#### [Task instructions]
Each entry should appear in the answer exactly as written.

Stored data
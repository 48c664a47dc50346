//! Server capabilities advertised in the EHLO response.

use super::{AuthMechanism, Extension, Reply};
use std::collections::HashSet;

/// Server capabilities from EHLO response.
#[derive(Debug, Clone, Default, PartialEq, Eq)]
pub struct Capabilities {
    /// Supported extensions.
    pub extensions: HashSet<Extension>,
}

impl Capabilities {
    /// Builds the capability set from an EHLO reply.
    ///
    /// The first line is the server greeting and carries no keyword.
    #[must_use]
    pub fn from_ehlo(reply: &Reply) -> Self {
        let extensions = reply
            .lines
            .iter()
            .skip(1)
            .map(|line| Extension::parse(line))
            .collect();
        Self { extensions }
    }

    /// Checks if the server supports an extension.
    #[must_use]
    pub fn supports(&self, ext: &Extension) -> bool {
        self.extensions.contains(ext)
    }

    /// Checks if STARTTLS is supported.
    #[must_use]
    pub fn supports_starttls(&self) -> bool {
        self.supports(&Extension::StartTls)
    }

    /// Checks if 8BITMIME is supported.
    #[must_use]
    pub fn supports_8bit_messages(&self) -> bool {
        self.supports(&Extension::EightBitMime)
    }

    /// Checks if the SIZE extension is advertised, with or without a limit.
    #[must_use]
    pub fn supports_size(&self) -> bool {
        self.extensions
            .iter()
            .any(|ext| matches!(ext, Extension::Size(_)))
    }

    /// Returns the maximum message size, if advertised and non-zero.
    #[must_use]
    pub fn max_message_size(&self) -> Option<usize> {
        self.extensions.iter().find_map(|ext| match ext {
            Extension::Size(Some(size)) if *size > 0 => Some(*size),
            _ => None,
        })
    }

    /// Checks if an authentication mechanism is advertised.
    ///
    /// Servers may split mechanisms over several AUTH lines.
    #[must_use]
    pub fn supports_auth(&self, mechanism: AuthMechanism) -> bool {
        self.extensions
            .iter()
            .any(|ext| matches!(ext, Extension::Auth(m) if m.contains(&mechanism)))
    }

    /// Returns the strongest mechanism supported by both sides.
    #[must_use]
    pub fn preferred_auth(&self) -> Option<AuthMechanism> {
        AuthMechanism::PREFERENCE
            .into_iter()
            .find(|m| self.supports_auth(*m))
    }
}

#### [Response area]
repository 48c664a47dc50346
//! Server capabilities advertised in the EHLO response.

use super::{AuthMechanism, Extension, Reply};
use std::collections::HashSet;

/// Server capabilities from EHLO response.
#[derive(Debug, Clone, Default, PartialEq, Eq)]
pub struct Capabilities {
    /// Supported extensions.
    pub extensions: HashSet<Extension>,
}

impl Capabilities {
    /// Builds the capability set from an EHLO reply.
    ///
    /// The first line is the server greeting and carries no keyword.
    #[must_use]
    pub fn from_ehlo(reply: &Reply) -> Self {
        let extensions = reply
            .lines
            .iter()
            .skip(1)
            .map(|line| Extension::parse(line))
            .collect();
        Self { extensions }
    }

    /// Checks if the server supports an extension.
    #[must_use]
    pub fn supports(&self, ext: &Extension) -> bool {
        self.extensions.contains(ext)
    }

    /// Checks if STARTTLS is supported.
    #[must_use]
    pub fn supports_starttls(&self) -> bool {
        self.supports(&Extension::StartTls)
    }

    /// Checks if 8BITMIME is supported.
    #[must_use]
    pub fn supports_8bit_messages(&self) -> bool {
        self.supports(&Extension::EightBitMime)
    }

    /// Checks if the SIZE extension is advertised, with or without a limit.
    #[must_use]
    pub fn supports_size(&self) -> bool {
        self.extensions
            .iter()
            .any(|ext| matches!(ext, Extension::Size(_)))
    }

    /// Returns the maximum message size, if advertised and non-zero.
    #[must_use]
    pub fn max_message_size(&self) -> Option<usize> {
        self.extensions.iter().find_map(|ext| match ext {
            Extension::Size(Some(size)) if *size > 0 => Some(*size),
            _ => None,
        })
    }

    /// Checks if an authentication mechanism is advertised.
    ///
    /// Servers may split mechanisms over several AUTH lines.
    #[must_use]
    pub fn supports_auth(&self, mechanism: AuthMechanism) -> bool {
        self.extensions
            .iter()
            .any(|ext| matches!(ext, Extension::Auth(m) if m.contains(&mechanism)))
    }

    /// Returns the strongest mechanism supported by both sides.
    #[must_use]
    pub fn preferred_auth(&self) -> Option<AuthMechanism> {
        AuthMechanism::PREFERENCE
            .into_iter()
            .find(|m| self.supports_auth(*m))
    }
}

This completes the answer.